Investigating Memory in Model-Free RL with POPGym Arcade¶
Conference: ICML2026
arXiv: 2503.01450
Code: https://github.com/bolt-research/popgym-arcade
Area: Reinforcement Learning / POMDP / Memory Models
Keywords: model-free RL, POMDP, memory models, recurrent state, value smearing
TL;DR¶
This paper points out that comparing RL memory models solely using returns is unreliable. The authors construct a GPU-accelerated MDP/POMDP "twin" benchmark, POPGym Arcade, and propose four tools: Observability Gap, Memory Bias, Pixel Saliency, and Recall Density. Through these, they reveal a pathology called "value smearing": memory models incorrectly distribute value credit to irrelevant historical observations, leading even a single ODD (Out-Of-Distribution) observation to contaminate the policy over the long term via the recurrent state.
Background & Motivation¶
Background: In Partially Observable Markov Decision Process (POMDP) scenarios, the mainstream approach is to prepend a memory model \(f\) (RNN/GRU/LRU/Transformer/SSM, etc.) to the policy, compressing the historical trajectory \(\mathbf{x}_t=(o_0,a_0,\dots,o_t)\) into a fixed-size latent Markov state \(\hat{s}_t\), upon which a policy \(\pi(\cdot\mid\hat{s}_t)\) interacts. The de facto standard for evaluating memory models is comparing average returns across several POMDP tasks.
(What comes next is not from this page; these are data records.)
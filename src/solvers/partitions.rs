//! Partition enumeration
//!
//! Every way of splitting `{0..n-1}` into disjoint, non-empty groups whose union is the whole
//! set. Element `i` either joins one of the groups opened by elements `0..i` or opens a new
//! group, so each partition is described by one label per element where a label is at most one
//! more than every label before it (a restricted growth string). Walking those strings in
//! order visits every partition exactly once with `O(n)` state and no recursion.
//!
//! The count grows as the Bell numbers (1, 1, 2, 5, 15, 52, 203, ...), faster than subsets.

use smallvec::{SmallVec, smallvec};

/// A partition: groups of item indices, ordered by their smallest index.
pub type Partition = SmallVec<[SmallVec<[usize; 10]>; 4]>;

/// Lazily yields every partition of `{0..n-1}` exactly once.
#[derive(Debug, Clone)]
pub struct Partitions {
    labels: SmallVec<[usize; 10]>,
    exhausted: bool,
}

impl Partitions {
    /// Enumerate the partitions of `n` item indices.
    ///
    /// The empty set has exactly one partition, with no groups.
    pub fn new(n: usize) -> Self {
        Self {
            labels: smallvec![0; n],
            exhausted: false,
        }
    }

    fn advance(&mut self) {
        // Rightmost element that can move to a later group without breaking the growth rule
        let pivot = (1..self.labels.len()).rev().find(|&pos| {
            let prefix_max = self.labels.iter().take(pos).copied().max().unwrap_or(0);

            self.labels.get(pos).is_some_and(|&label| label <= prefix_max)
        });

        let Some(pos) = pivot else {
            self.exhausted = true;
            return;
        };

        for (offset, label) in self.labels.iter_mut().skip(pos).enumerate() {
            if offset == 0 {
                *label += 1;
            } else {
                *label = 0;
            }
        }
    }

    fn current(&self) -> Partition {
        let mut groups: Partition = SmallVec::new();

        for (idx, &label) in self.labels.iter().enumerate() {
            match groups.get_mut(label) {
                Some(group) => group.push(idx),
                None => groups.push(smallvec![idx]),
            }
        }

        groups
    }
}

impl Iterator for Partitions {
    type Item = Partition;

    fn next(&mut self) -> Option<Self::Item> {
        if self.exhausted {
            return None;
        }

        let partition = self.current();
        self.advance();

        Some(partition)
    }
}

/// The `n`th Bell number, saturating at `u128::MAX`.
pub fn bell_number(n: usize) -> u128 {
    // Bell triangle: each row starts with the last entry of the previous row
    let mut row: Vec<u128> = vec![1];

    for _ in 0..n {
        let mut next = Vec::with_capacity(row.len() + 1);
        let mut acc = row.last().copied().unwrap_or(1);
        next.push(acc);

        for &above in &row {
            acc = acc.saturating_add(above);
            next.push(acc);
        }

        row = next;
    }

    row.first().copied().unwrap_or(1)
}

#[cfg(test)]
mod tests {
    use std::collections::BTreeSet;

    use super::*;

    fn canonical(partition: &Partition) -> BTreeSet<BTreeSet<usize>> {
        partition
            .iter()
            .map(|group| group.iter().copied().collect())
            .collect()
    }

    fn assert_covers_exactly_once(partition: &Partition, n: usize) {
        let mut seen: Vec<usize> = partition.iter().flatten().copied().collect();
        seen.sort_unstable();

        assert_eq!(seen, (0..n).collect::<Vec<_>>(), "partition {partition:?}");
        assert!(
            partition.iter().all(|group| !group.is_empty()),
            "empty group in {partition:?}"
        );
    }

    #[test]
    fn three_items_have_five_partitions() {
        let partitions: Vec<Vec<Vec<usize>>> = Partitions::new(3)
            .map(|p| p.iter().map(|group| group.to_vec()).collect())
            .collect();

        assert_eq!(
            partitions,
            vec![
                vec![vec![0, 1, 2]],
                vec![vec![0, 1], vec![2]],
                vec![vec![0, 2], vec![1]],
                vec![vec![0], vec![1, 2]],
                vec![vec![0], vec![1], vec![2]],
            ]
        );
    }

    #[test]
    fn four_items_have_fifteen_distinct_covering_partitions() {
        let partitions: Vec<Partition> = Partitions::new(4).collect();
        let distinct: BTreeSet<_> = partitions.iter().map(canonical).collect();

        assert_eq!(partitions.len(), 15);
        assert_eq!(distinct.len(), 15);

        for partition in &partitions {
            assert_covers_exactly_once(partition, 4);
        }
    }

    #[test]
    fn counts_follow_bell_numbers() {
        for n in 0..=8 {
            let expected = usize::try_from(bell_number(n)).unwrap_or(usize::MAX);

            assert_eq!(Partitions::new(n).count(), expected, "n = {n}");
        }
    }

    #[test]
    fn empty_set_has_one_empty_partition() {
        let partitions: Vec<Partition> = Partitions::new(0).collect();

        assert_eq!(partitions.len(), 1);
        assert!(partitions.first().is_some_and(SmallVec::is_empty));
    }

    #[test]
    fn bell_numbers() {
        let bells: Vec<u128> = (0..=7).map(bell_number).collect();

        assert_eq!(bells, vec![1, 1, 2, 5, 15, 52, 203, 877]);
    }

    #[test]
    fn bell_number_saturates() {
        assert_eq!(bell_number(200), u128::MAX);
    }
}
Limitations of Prior Work: Deep RL is extremely sensitive to model scale, observation size, task difficulty, optimizers, and random seeds, while memory models themselves introduce additional parameter counts, optimization challenges, and regularization effects. Consequently, differences in returns between two memory models on a POMDP cannot distinguish whether the improvement stems from "mitigating partial observability" or these "unrelated confounding factors." Literature has even shown paradoxical phenomena where adding memory improves performance on MDPs but degrades it on POMDPs.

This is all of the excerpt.